Videodrome

Year: 1982

Production: Filmplan International / Guardian Trust / Canadian Film Development Corp.

Director: David Cronenberg

Starring: James Woods, Sonja Smits, Deborah Harry, Peter Dvorsky, Les Carlson

Novelization (1983) by Jack Martin

89 minutes; Color


Bravely placing his outrageous exploitation movie squarely in the center of media-theorists' debates about interaction between viewer and screen, Cronenberg here produces perhaps the best (and also the oddest) of his series of sf scenarios of medicine, media, metamorphosis and religion, the emphasis here falling on the last 3. Woods plays the cable-tv-station executive in charge of sex'n'violence programming who stumbles across a private programme called Videodrome. This, on the surface sadisitic pronography, metamorphoses him (either mentally or physically), so that a videocassette slit forms in his belly and his hand becomes (naturally) a handgun. This second part of the film, where even the tv set becomes organic and protrudes lips (the Word made Flesh), may also be read as a prolonged hallucination. It is an intricate tale, also featuring a media guru, O'Blivion - modelled apprently on Marshall McLuhan (1911-1980) - whose daughter pronounces after his apotheosis into software: "I am my Father's Screen." Too schlocky for the squeamish - especially the scene where talk-back hostess Nicki Brand (pop star Deborah Harry) burns her own breasts with a cigarette - and too intellectual for exploitation-movie fans, the film naturally flopped. But it may have been the most significant sf film of the 1980s, and is certainly - and very early on - the most cyberpunk. Another film with a similar theme by the same director is eXistenZ (1999).
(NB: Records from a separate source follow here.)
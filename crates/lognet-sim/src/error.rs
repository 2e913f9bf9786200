//! Error types for the lognet-sim crate.

use thiserror::Error;

#[derive(Error, Debug)]
pub enum SimError {
    #[error("Graph error: {0}")]
    Graph(#[from] lognet_graph::GraphError),

    #[error("Node not found: {node_id}")]
    UnknownNode { node_id: String },

    #[error("{0}")]
    Core(#[from] lognet_core::CoreError),

    #[error("Invalid command: {0}")]
    InvalidCommand(String),
}

pub type Result<T> = std::result::Result<T, SimError>;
The Encyclopedia of Science Fiction

As audacious in it formal refusal to disentangle medium and message as it is provocative in scrambling politics and pornography, Cronenberg's ragged speculation on the video-age future acts both as the first McLuhanite horror movie and as a cheekily joky reprise of motifs from his own substantial generic oeuvre to date. Adopting the highly unstable first-person perspective of voyeuristically inclined video-freak and cable station controller Woods, Cronenberg takes us on a truly discomfiting trip through the outer limits of TV programming and the viewing psyche - sado-erotic fantasies populate both - and first investigates, then penetrates, the charged space between subject and screen. Woods, hooked on the apparent pirate broadcasts of the shadowy Videodrome channel, finds himself immersed not only in ideological conspiracy (hypnotized by TV signals) but also in evolutionary turmoil (hallucinating his own genetic adaptation to video's primacy, and developing a brand new orifice in which to receive "living" software). And with Cronenberg giving no indication where "reality" might be situated in this complex scheme, we can't help but share Wood's dread, and possibly deadly, fascination. The film's disgust factor is high, but it's also compulsive, and therein lies the intricacy of Cronenberg's boldly conceptualized sortie into the very debates about representations of sex and violence that have so often sprung up around his own previous films (each here "quoted" in some bit of nightmarish comedy). A black punning humor hardly lightens the tone - though it occasionally carries the film into the distinguished company of works like Michael Powell's Peeping Tom (1959) and Kubrick's A Clockwork Orange (1971) - but the film's eventual incoherence as an "argument" or as articulating a "position" is in many ways its saving grace. Now Cronenberg's definitively opened up this particular can of worms, it's up to the audience (file, TV, or video) to do their own fishing.